Однажды, кружа её в танце, он заметил на её запястье свежий порез — чуть выше тонкой синей вены.
— Свет мой, что случилось?
Она смутилась, прикрыла рукавом.
— Пустяки. Мне там, в саду, иногда становится скучно. Я ухаживаю за розами. Подрезаю. Видишь, как они пышно цветут?
Он посмотрел на холст. Розы цвели буйно, неестественно ярко даже для картины.
— Да, — сказал он, целуя ранку. — Твои руки творят чудеса.
Но на душе остался холодок.
В другую ночь он спросил, глядя в пустоту камина:
— Свет мой… а что, если просто сжечь картину?
Она вздрогнула. В её глазах мелькнул настоящий страх.
— Не говори так. Тогда не станет и меня. Картина и я — мы одно.
Он схватил её руки, сжал с отчаянной силой.
— Тогда я войду в картину. Навсегда.
Она покачала головой. В её взгляде была бездонная печаль — и что-то ещё. Что-то, что он тогда не захотел увидеть.
— Боюсь, это невозможно...
И была та ночь. Последняя ночь, когда он ещё верил.
Они танцевали как обычно. Её голова лежала на его плече. И вдруг его взгляд упал на её левую руку — ту, что обвивала его шею. На запястье, там, где был тот самый порез, теперь сиял браслет. Не серебряный. Не его подарок. Тёмное, почти чёрное дерево, инкрустированное мелкими перламутровыми вкраплениями, которые складывались в узор — сплетение ветвей. Чужой. Незнакомый.
Ледяная волна прокатилась по его жилам.
— Свет мой… — голос прозвучал чужим, хриплым. — Я не дарил тебе этого браслета.
Она на секунду замерла. Потом улыбнулась — той же улыбкой, но теперь он вдруг увидел в ней что-то новое. Тень. Усталость. Или, может быть, облегчение?
— Это просто украшение, Отрада моя, — тихо сказала она. — Не всё ли тебе равно, кто его подарил?
Он не ответил. Он всё ещё кружил её, но руки вдруг стали тяжёлыми, а музыка часов — насмешливой. В голове пульсировала одна мысль: «Она там не одна. Там, в саду. Там — её жизнь».

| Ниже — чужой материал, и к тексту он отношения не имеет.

// Host-side tests for mount generations.

#![allow(dead_code)]
#[path = "../src/lifecycle.rs"]
mod lifecycle;

use lifecycle::*;
use std::cell::Cell;
use std::rc::Rc;

/// Counts its own drops.
struct Component(Rc<Cell<u32>>);

impl Drop for Component {
    fn drop(&mut self) {
        self.0.set(self.0.get() + 1);
    }
}

#[test]
fn mount_finishing_in_the_same_generation_is_kept() {
    let generation = MountGeneration::default();
    let ticket = generation.ticket();
    let drops = Rc::new(Cell::new(0));
    let kept = generation.admit(ticket, Component(drops.clone()));
    assert!(kept.is_some());
    assert_eq!(drops.get(), 0);
}

#[test]
fn mount_finishing_after_unmount_is_dropped() {
    let generation = MountGeneration::default();
    let ticket = generation.ticket();
    generation.advance();
    let drops = Rc::new(Cell::new(0));
    assert!(generation.admit(ticket, Component(drops.clone())).is_none());
    assert_eq!(drops.get(), 1);
    assert!(!generation.is_current(ticket));
    assert!(generation.is_current(generation.ticket()));
}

Снова пробила полночь. Особняк наполнился мелодичным перезвоном — торжественным, почти издевательским.
Он стоял перед картиной. Но уже не ждал. Он смотрел.
Картина изменилась. Теперь там, в глубине сада, среди буйства алых роз, виднелись два силуэта. Она стояла, слегка откинувшись назад, и чья-то рука обнимала её за талию. Лица второго он не разглядел — только тень, только намёк. Но этого было достаточно.
Он медленно подошёл к камину, взял щипцы и поправил горящее полено. Искры взметнулись вверх.
Он не сжёг картину.
И раму ломать не стал.
Она жила в своём мире. Там были розы, сад, кто-то, кто дарил ей браслеты из чёрного дерева. А он… он остался здесь. В храме ожидания, который вдруг стал просто пустым домом.
Он больше не ждал.
Он просто стоял в лунном свете, и часы вокруг него тикали — ровно, бессмысленно, вечно. Потому что время не лечит. Оно только отмеряет расстояние между тем, во что ты верил, и тем, что оказалось правдой.